Records contained in a dataset |

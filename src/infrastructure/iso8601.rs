//! ISO-8601 timestamp parsing shared by the file source and the SQLite store.

use chrono::{DateTime, NaiveDate, NaiveDateTime, Utc};
use thiserror::Error;

#[derive(Error, Debug, PartialEq, Eq)]
#[error("not an ISO-8601 timestamp: {0:?}")]
pub struct TimestampError(pub String);

const NAIVE_FORMATS: &[&str] = &[
    "%Y-%m-%dT%H:%M:%S%.f",
    "%Y-%m-%d %H:%M:%S%.f",
    "%Y-%m-%dT%H:%M",
    "%Y-%m-%d %H:%M",
];

/// Parses RFC 3339 text, or a naive date-time / date which is taken as UTC.
///
/// # Errors
///
/// Returns `TimestampError` if no accepted layout matches.
pub fn parse(text: &str) -> Result<DateTime<Utc>, TimestampError> {
    let text = text.trim();

    if let Ok(dt) = DateTime::parse_from_rfc3339(text) {
        return Ok(dt.with_timezone(&Utc));
    }

    for format in NAIVE_FORMATS {
        if let Ok(naive) = NaiveDateTime::parse_from_str(text, format) {
            return Ok(naive.and_utc());
        }
    }

    NaiveDate::parse_from_str(text, "%Y-%m-%d")
        .ok()
        .and_then(|date| date.and_hms_opt(0, 0, 0))
        .map(|naive| naive.and_utc())
        .ok_or_else(|| TimestampError(text.to_string()))
}

/// Text written to storage: RFC 3339 with the UTC offset
#[must_use]
pub fn format(timestamp: &DateTime<Utc>) -> String {
    timestamp.to_rfc3339()
}
use rusqlite::Connection;

/// Initialize the database schema, creating tables if they don't exist.
///
/// Both tables are append-only from the application's point of view.
///
/// # Errors
/// Returns `rusqlite::Error` if any SQL statement fails.
pub fn initialize_schema(conn: &Connection) -> Result<(), rusqlite::Error> {
    conn.execute_batch(
        "CREATE TABLE IF NOT EXISTS sensor_data (
            id          INTEGER PRIMARY KEY AUTOINCREMENT,
            timestamp   TEXT    NOT NULL,
            temperature REAL    NOT NULL,
            humidity    REAL    NOT NULL,
            luminosity  REAL    NOT NULL
        );

        CREATE TABLE IF NOT EXISTS alerts (
            id          INTEGER PRIMARY KEY AUTOINCREMENT,
            timestamp   TEXT    NOT NULL,
            level       TEXT    NOT NULL CHECK (level IN ('warning', 'critical')),
            message     TEXT    NOT NULL,
            temperature REAL,
            humidity    REAL,
            luminosity  REAL
        );

        CREATE INDEX IF NOT EXISTS idx_sensor_data_timestamp ON sensor_data(timestamp);
        CREATE INDEX IF NOT EXISTS idx_alerts_timestamp ON alerts(timestamp);",
    )?;
    Ok(())
}
use colored::{ColoredString, Colorize};

use super::alert_fmt::{level_badge, sanitize_terminal};
use crate::domain::entities::snapshot::Snapshot;
use crate::domain::value_objects::alert_level::AlertLevel;
use crate::domain::value_objects::channel::Channel;

/// Colours a formatted channel value by the level it reached.
#[must_use]
pub fn colorize_value(text: String, level: AlertLevel) -> ColoredString {
    match level {
        AlertLevel::Critical => text.red().bold(),
        AlertLevel::Warning => text.yellow(),
        AlertLevel::Normal => text.green(),
    }
}

fn channel_label(channel: Channel) -> &'static str {
    match channel {
        Channel::Temperature => "T",
        Channel::Humidity => "H",
        Channel::Luminosity => "L",
    }
}

/// Formatted value of one channel and the level the engine assigned it.
fn channel_cell(snapshot: &Snapshot, channel: Channel) -> (String, AlertLevel) {
    (
        channel.format_value(channel.value(&snapshot.reading)),
        snapshot.channel_levels.get(channel),
    )
}

/// One status line per tick: badge, current values, rolling means, messages.
#[must_use]
pub fn format_snapshot(snapshot: &Snapshot) -> String {
    let values: Vec<String> = Channel::ALL
        .iter()
        .map(|&channel| {
            let (value, level) = channel_cell(snapshot, channel);
            format!("{} {}", channel_label(channel), colorize_value(value, level))
        })
        .collect();

    let means: Vec<String> = Channel::ALL
        .iter()
        .filter_map(|&channel| {
            snapshot.stats.get(channel).map(|s| {
                format!(
                    "{} {:.prec$}",
                    channel_label(channel),
                    s.mean,
                    prec = channel.precision()
                )
            })
        })
        .collect();

    let mut line = format!(
        "{} {} {}  {}",
        level_badge(snapshot.level),
        snapshot.reading.timestamp.format("%H:%M:%S").to_string().dimmed(),
        values.join("  "),
        format!("avg[{}] {}", snapshot.window_len, means.join(" ")).dimmed()
    );
    if !snapshot.messages.is_empty() {
        line.push_str("  ");
        line.push_str(&sanitize_terminal(&snapshot.joined_messages()));
    }
    line
}

pub fn print_section_header(title: &str) {
    println!("{}", title.bold().cyan());
    let display_width = title.chars().count();
    println!("{}", "─".repeat(display_width).cyan());
}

What the task asks | When you have gone through the records above, say how many lines include the word "tables", and write nothing besides that number.

Exercise solution | 2